# [Work instructions]
Pull each line with the string "than" from the entries.

Saved data entries
# # #
//! Generic YAML tree parsing using yaml-rust2
//!
//! Converts a YAML document into a `serde_json::Value` so callers can walk
//! mappings, sequences and scalars without committing to a typed schema.

use serde_json::{Map, Number, Value};
use yaml_rust2::{Yaml, YamlLoader};

/// Error raised when text is not well-formed YAML
#[derive(Debug, Clone, PartialEq, Eq, thiserror::Error)]
#[error("{0}")]
pub struct YamlError(String);

impl YamlError {
    fn new(msg: impl Into<String>) -> Self {
        Self(msg.into())
    }
}

/// Parse exactly one YAML document into a generic tree.
///
/// Returns `Value::Null` for empty or comment-only input. Text that holds
/// more than one document (for example content after a `...` end marker) is
/// an error rather than being truncated.
pub fn parse_yaml(input: &str) -> Result<Value, YamlError> {
    let mut docs = YamlLoader::load_from_str(input).map_err(|e| YamlError::new(e.to_string()))?;
    if docs.len() > 1 {
        return Err(YamlError::new(format!(
            "expected a single document, found {}",
            docs.len()
        )));
    }
    match docs.pop() {
        Some(doc) => to_value(doc, "$"),
        None => Ok(Value::Null),
    }
}

/// Convert a node, naming `path` in any error
fn to_value(yaml: Yaml, path: &str) -> Result<Value, YamlError> {
    match yaml {
        Yaml::Null => Ok(Value::Null),
        Yaml::Boolean(b) => Ok(Value::Bool(b)),
        Yaml::Integer(i) => Ok(Value::Number(i.into())),
        Yaml::Real(s) => s
            .parse::<f64>()
            .ok()
            .and_then(Number::from_f64)
            .map(Value::Number)
            .ok_or_else(|| YamlError::new(format!("{path}: unrepresentable number '{s}'"))),
        Yaml::String(s) => Ok(Value::String(s)),
        Yaml::Array(items) => items
            .into_iter()
            .enumerate()
            .map(|(i, item)| to_value(item, &format!("{path}[{i}]")))
            .collect::<Result<Vec<_>, _>>()
            .map(Value::Array),
        Yaml::Hash(map) => {
            let mut out = Map::with_capacity(map.len());
            for (k, v) in map {
                let key = scalar_key(k, path)?;
                let child = format!("{path}.{key}");
                if out.insert(key, to_value(v, &child)?).is_some() {
                    return Err(YamlError::new(format!("{child}: duplicate key")));
                }
            }
            Ok(Value::Object(out))
        }
        Yaml::Alias(_) => Err(YamlError::new(format!("{path}: aliases are not supported"))),
        Yaml::BadValue => Err(YamlError::new(format!("{path}: bad value"))),
    }
}

/// Mapping keys are stringified; only scalar keys are accepted.
fn scalar_key(key: Yaml, path: &str) -> Result<String, YamlError> {
    match key {
        Yaml::String(s) => Ok(s),
        Yaml::Integer(i) => Ok(i.to_string()),
        Yaml::Real(r) => Ok(r),
        Yaml::Boolean(b) => Ok(b.to_string()),
        Yaml::Null => Ok("null".to_string()),
        _ => Err(YamlError::new(format!("{path}: mapping keys must be scalars"))),
    }
}
//! Structural checks over a generic policy tree
//!
//! Walks a parsed document as plain mappings, sequences and scalars. Every
//! violation is recorded; no check stops the walk.

use serde_json::{Map, Value};

use netsynth_common::{CILIUM_API_VERSION, CILIUM_POLICY_KIND};

/// Protocols accepted in `toPorts[].ports[].protocol`, compared case-insensitively
pub const VALID_PROTOCOLS: [&str; 4] = ["TCP", "UDP", "ICMP", "SCTP"];

/// Identity and violations found in one document
#[derive(Clone, Debug, Default, PartialEq, Eq)]
pub struct Findings {
    /// `metadata.name`, when it is a string
    pub name: Option<String>,
    /// `metadata.namespace`, when it is a string
    pub namespace: Option<String>,
    /// `kind`, when it is a string
    pub kind: Option<String>,
    /// Every violation, in document order
    pub errors: Vec<String>,
}

/// Rule direction; decides which peer field is checked
#[derive(Clone, Copy, Debug)]
enum Direction {
    Ingress,
    Egress,
}

impl Direction {
    fn section(self) -> &'static str {
        match self {
            Direction::Ingress => "ingress",
            Direction::Egress => "egress",
        }
    }

    fn peers(self) -> &'static str {
        match self {
            Direction::Ingress => "fromEndpoints",
            Direction::Egress => "toEndpoints",
        }
    }
}

/// Check a parsed document against the CiliumNetworkPolicy shape.
///
/// A `null` root (empty or comment-only document) is checked as an empty
/// mapping so every missing field is reported.
pub fn check_policy(doc: &Value) -> Findings {
    let empty = Map::new();
    let root = match doc {
        Value::Object(map) => map,
        Value::Null => &empty,
        _ => {
            return Findings {
                errors: vec!["document root must be a mapping".to_string()],
                ..Default::default()
            }
        }
    };

    let mut findings = Findings::default();
    check_api_identity(root, &mut findings);
    check_metadata(root, &mut findings);
    check_spec(root, &mut findings.errors);
    findings
}

fn check_api_identity(root: &Map<String, Value>, findings: &mut Findings) {
    match root.get("apiVersion") {
        None | Some(Value::Null) => findings
            .errors
            .push("missing required field: apiVersion".to_string()),
        Some(Value::String(v)) if v == CILIUM_API_VERSION => {}
        Some(other) => findings.errors.push(format!(
            "invalid apiVersion: expected '{}', got '{}'",
            CILIUM_API_VERSION,
            display_scalar(other)
        )),
    }

    match root.get("kind") {
        None | Some(Value::Null) => findings
            .errors
            .push("missing required field: kind".to_string()),
        Some(Value::String(kind)) => {
            findings.kind = Some(kind.clone());
            if kind != CILIUM_POLICY_KIND {
                findings.errors.push(format!(
                    "invalid kind: expected '{}', got '{}'",
                    CILIUM_POLICY_KIND, kind
                ));
            }
        }
        Some(other) => findings.errors.push(format!(
            "invalid kind: expected '{}', got '{}'",
            CILIUM_POLICY_KIND,
            display_scalar(other)
        )),
    }
}

fn check_metadata(root: &Map<String, Value>, findings: &mut Findings) {
    let Some(metadata) = root.get("metadata").and_then(Value::as_object) else {
        findings
            .errors
            .push("missing required field: metadata".to_string());
        return;
    };

    match metadata.get("name") {
        Some(Value::String(name)) => {
            findings.name = Some(name.clone());
            if name.is_empty() {
                findings
                    .errors
                    .push("metadata.name cannot be empty".to_string());
            }
        }
        _ => findings
            .errors
            .push("missing required field: metadata.name".to_string()),
    }

    if let Some(Value::String(namespace)) = metadata.get("namespace") {
        findings.namespace = Some(namespace.clone());
    }
}

fn check_spec(root: &Map<String, Value>, errors: &mut Vec<String>) {
    let Some(spec) = root.get("spec").and_then(Value::as_object) else {
        errors.push("missing required field: spec".to_string());
        return;
    };

    match spec.get("endpointSelector").and_then(Value::as_object) {
        None => errors.push("missing required field: spec.endpointSelector".to_string()),
        Some(selector) => match selector.get("matchLabels").and_then(Value::as_object) {
            None => errors
                .push("missing required field: spec.endpointSelector.matchLabels".to_string()),
            Some(labels) if labels.is_empty() => {
                errors.push("endpointSelector.matchLabels cannot be empty".to_string())
            }
            Some(_) => {}
        },
    }

    for direction in [Direction::Ingress, Direction::Egress] {
        let section = direction.section();
        match spec.get(section) {
            None | Some(Value::Null) => {}
            Some(Value::Array(rules)) => {
                for (i, rule) in rules.iter().enumerate() {
                    let prefix = format!("{section}[{i}]");
                    check_rule(rule, direction, &prefix, errors);
                }
            }
            Some(_) => errors.push(format!("spec.{section} must be a list")),
        }
    }
}

fn check_rule(rule: &Value, direction: Direction, prefix: &str, errors: &mut Vec<String>) {
    let Some(rule) = rule.as_object() else {
        errors.push(format!("{prefix}: {} rule must be a map", direction.section()));
        return;
    };

    let peers = direction.peers();
    match rule.get(peers) {
        None | Some(Value::Null) => {}
        Some(Value::Array(selectors)) => {
            for (i, selector) in selectors.iter().enumerate() {
                check_selector(selector, &format!("{prefix}: {peers}[{i}]"), errors);
            }
        }
        Some(_) => errors.push(format!("{prefix}: {peers} must be a list")),
    }

    match rule.get("toPorts") {
        None | Some(Value::Null) => {}
        Some(Value::Array(port_rules)) => {
            for (i, port_rule) in port_rules.iter().enumerate() {
                check_port_rule(port_rule, &format!("{prefix}: toPorts[{i}]"), errors);
            }
        }
        Some(_) => errors.push(format!("{prefix}: toPorts must be a list")),
    }
}

fn check_selector(selector: &Value, prefix: &str, errors: &mut Vec<String>) {
    let Some(selector) = selector.as_object() else {
        errors.push(format!("{prefix} must be a map"));
        return;
    };
    match selector.get("matchLabels").and_then(Value::as_object) {
        None => errors.push(format!("{prefix} missing matchLabels")),
        Some(labels) if labels.is_empty() => {
            errors.push(format!("{prefix}.matchLabels cannot be empty"))
        }
        Some(_) => {}
    }
}

fn check_port_rule(port_rule: &Value, prefix: &str, errors: &mut Vec<String>) {
    let Some(port_rule) = port_rule.as_object() else {
        errors.push(format!("{prefix}: port rule must be a map"));
        return;
    };

    let ports = match port_rule.get("ports") {
        Some(Value::Array(ports)) => ports,
        Some(Value::Null) | None => {
            errors.push(format!("{prefix}: missing required field: ports"));
            return;
        }
        Some(_) => {
            errors.push(format!("{prefix}: ports must be a list"));
            return;
        }
    };

    if ports.is_empty() {
        errors.push(format!("{prefix}: ports array cannot be empty"));
        return;
    }

    for (i, port) in ports.iter().enumerate() {
        let Some(port) = port.as_object() else {
            errors.push(format!("{prefix}: ports[{i}] must be a map"));
            continue;
        };

        match port.get("port") {
            Some(Value::String(p)) if p.is_empty() => {
                errors.push(format!("{prefix}: ports[{i}].port cannot be empty"))
            }
            Some(Value::String(_)) => {}
            Some(Value::Null) | None => {
                errors.push(format!("{prefix}: ports[{i}] missing required field: port"))
            }
            Some(_) => errors.push(format!("{prefix}: ports[{i}].port must be a quoted string")),
        }

        match port.get("protocol") {
            Some(Value::String(proto)) => {
                if !is_valid_protocol(proto) {
                    errors.push(format!(
                        "{prefix}: ports[{i}].protocol invalid: '{proto}' is not supported, must be TCP, UDP, ICMP, or SCTP"
                    ));
                }
            }
            Some(Value::Null) | None => errors.push(format!(
                "{prefix}: ports[{i}] missing required field: protocol"
            )),
            Some(other) => errors.push(format!(
                "{prefix}: ports[{i}].protocol invalid: '{}' is not supported, must be TCP, UDP, ICMP, or SCTP",
                display_scalar(other)
            )),
        }
    }
}

fn is_valid_protocol(protocol: &str) -> bool {
    VALID_PROTOCOLS
        .iter()
        .any(|valid| valid.eq_ignore_ascii_case(protocol))
}

fn display_scalar(value: &Value) -> String {
    match value {
        Value::String(s) => s.clone(),
        other => other.to_string(),
    }
}

#[cfg(test)]
mod tests {
    use super::*;
    use rstest::rstest;
    use serde_json::json;

    fn valid_policy() -> Value {
        json!({
            "apiVersion": "cilium.io/v2",
            "kind": "CiliumNetworkPolicy",
            "metadata": {"name": "catalog-policy", "namespace": "default"},
            "spec": {
                "endpointSelector": {"matchLabels": {"app": "catalog"}},
                "ingress": [{
                    "fromEndpoints": [{"matchLabels": {"app": "frontend"}}],
                    "toPorts": [{"ports": [{"port": "8080", "protocol": "TCP"}]}]
                }]
            }
        })
    }

    #[test]
    fn story_well_formed_policy_has_no_findings() {
        let findings = check_policy(&valid_policy());
        assert!(findings.errors.is_empty(), "{:?}", findings.errors);
        assert_eq!(findings.name.as_deref(), Some("catalog-policy"));
        assert_eq!(findings.namespace.as_deref(), Some("default"));
        assert_eq!(findings.kind.as_deref(), Some("CiliumNetworkPolicy"));
    }

    #[test]
    fn story_wrong_api_version_is_the_only_error() {
        let mut doc = valid_policy();
        doc["apiVersion"] = json!("wrong/v1");
        let findings = check_policy(&doc);
        assert_eq!(findings.errors.len(), 1);
        assert!(findings.errors[0].contains("apiVersion"));
        assert!(findings.errors[0].contains("wrong/v1"));
    }

    #[test]
    fn story_unsupported_protocol_is_reported() {
        let mut doc = valid_policy();
        doc["spec"]["ingress"][0]["toPorts"][0]["ports"][0]["protocol"] = json!("HTTP");
        let findings = check_policy(&doc);
        assert_eq!(findings.errors.len(), 1);
        assert!(findings.errors[0].contains("protocol invalid"));
        assert!(findings.errors[0].contains("HTTP"));
        assert!(findings.errors[0].starts_with("ingress[0]: toPorts[0]: ports[0]"));
    }

    #[rstest]
    #[case("tcp")]
    #[case("Udp")]
    #[case("icmp")]
    #[case("SCTP")]
    fn protocols_are_case_insensitive(#[case] proto: &str) {
        let mut doc = valid_policy();
        doc["spec"]["ingress"][0]["toPorts"][0]["ports"][0]["protocol"] = json!(proto);
        assert!(check_policy(&doc).errors.is_empty(), "{proto} rejected");
    }

    /// Story: every violation is collected in a single pass
    #[test]
    fn story_violations_accumulate() {
        let doc = json!({
            "apiVersion": "v1",
            "kind": "NetworkPolicy",
            "metadata": {"name": ""},
            "spec": {
                "endpointSelector": {"matchLabels": {}},
                "ingress": [{
                    "fromEndpoints": [{"matchLabels": {}}, {}],
                    "toPorts": [{"ports": []}, {}]
                }],
                "egress": [{
                    "toEndpoints": ["not-a-map"],
                    "toPorts": [{"ports": [{"port": "", "protocol": "TCP"}, {"port": "53"}]}]
                }]
            }
        });

        let errors = check_policy(&doc).errors;
        assert_eq!(
            errors,
            vec![
                "invalid apiVersion: expected 'cilium.io/v2', got 'v1'",
                "invalid kind: expected 'CiliumNetworkPolicy', got 'NetworkPolicy'",
                "metadata.name cannot be empty",
                "endpointSelector.matchLabels cannot be empty",
                "ingress[0]: fromEndpoints[0].matchLabels cannot be empty",
                "ingress[0]: fromEndpoints[1] missing matchLabels",
                "ingress[0]: toPorts[0]: ports array cannot be empty",
                "ingress[0]: toPorts[1]: missing required field: ports",
                "egress[0]: toEndpoints[0] must be a map",
                "egress[0]: toPorts[0]: ports[0].port cannot be empty",
                "egress[0]: toPorts[0]: ports[1] missing required field: protocol",
            ]
        );
    }

    #[test]
    fn missing_top_level_sections_are_each_reported() {
        let errors = check_policy(&json!({})).errors;
        assert_eq!(
            errors,
            vec![
                "missing required field: apiVersion",
                "missing required field: kind",
                "missing required field: metadata",
                "missing required field: spec",
            ]
        );
        assert_eq!(check_policy(&Value::Null).errors.len(), 4);
    }

    #[test]
    fn missing_selector_and_name() {
        let doc = json!({
            "apiVersion": "cilium.io/v2",
            "kind": "CiliumNetworkPolicy",
            "metadata": {"namespace": "default"},
            "spec": {"endpointSelector": {}}
        });
        let findings = check_policy(&doc);
        assert_eq!(
            findings.errors,
            vec![
                "missing required field: metadata.name",
                "missing required field: spec.endpointSelector.matchLabels",
            ]
        );
        assert_eq!(findings.namespace.as_deref(), Some("default"));
    }

    #[test]
    fn integer_port_must_be_quoted() {
        let mut doc = valid_policy();
        doc["spec"]["ingress"][0]["toPorts"][0]["ports"][0]["port"] = json!(8080);
        let errors = check_policy(&doc).errors;
        assert_eq!(errors.len(), 1);
        assert!(errors[0].contains("must be a quoted string"));
    }

    #[test]
    fn non_list_sections_are_reported() {
        let mut doc = valid_policy();
        doc["spec"]["egress"] = json!({"toPorts": []});
        doc["spec"]["ingress"][0]["fromEndpoints"] = json!("frontend");
        let errors = check_policy(&doc).errors;
        assert!(errors.contains(&"spec.egress must be a list".to_string()));
        assert!(errors.contains(&"ingress[0]: fromEndpoints must be a list".to_string()));
    }

    #[test]
    fn scalar_root_is_rejected() {
        let findings = check_policy(&json!("just a string"));
        assert_eq!(findings.errors, vec!["document root must be a mapping"]);
    }

    #[test]
    fn non_map_rule_is_reported() {
        let mut doc = valid_policy();
        doc["spec"]["ingress"] = json!(["oops"]);
        let errors = check_policy(&doc).errors;
        assert_eq!(errors, vec!["ingress[0]: ingress rule must be a map"]);
    }
}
# # #
# [Answer for this exercise]
/// more than one document (for example content after a `...` end marker) is
/// an error rather than being truncated.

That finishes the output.